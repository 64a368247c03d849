use std::time::{SystemTime, UNIX_EPOCH};

/// Milliseconds since the Unix epoch. A clock before 1970 reads as 0.
pub fn now_millis() -> u64 {
    SystemTime::now()
        .duration_since(UNIX_EPOCH)
        .map(|d| d.as_millis() as u64)
        .unwrap_or(0)
}

/// Lowercased extension of a file name, without the dot.
pub fn extension_of(name: &str) -> Option<String> {
    let (stem, ext) = name.rsplit_once('.')?;
    if stem.is_empty() || ext.is_empty() {
        return None;
    }
    Some(ext.to_ascii_lowercase())
}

- _The task_:
Your answer must consist of every line above, reproduced exactly.

- _Reply to the task_:
repository 64a368247c03d849
use std::time::{SystemTime, UNIX_EPOCH};

/// Milliseconds since the Unix epoch. A clock before 1970 reads as 0.
pub fn now_millis() -> u64 {
    SystemTime::now()
        .duration_since(UNIX_EPOCH)
        .map(|d| d.as_millis() as u64)
        .unwrap_or(0)
}

/// Lowercased extension of a file name, without the dot.
pub fn extension_of(name: &str) -> Option<String> {
    let (stem, ext) = name.rsplit_once('.')?;
    if stem.is_empty() || ext.is_empty() {
        return None;
    }
    Some(ext.to_ascii_lowercase())
}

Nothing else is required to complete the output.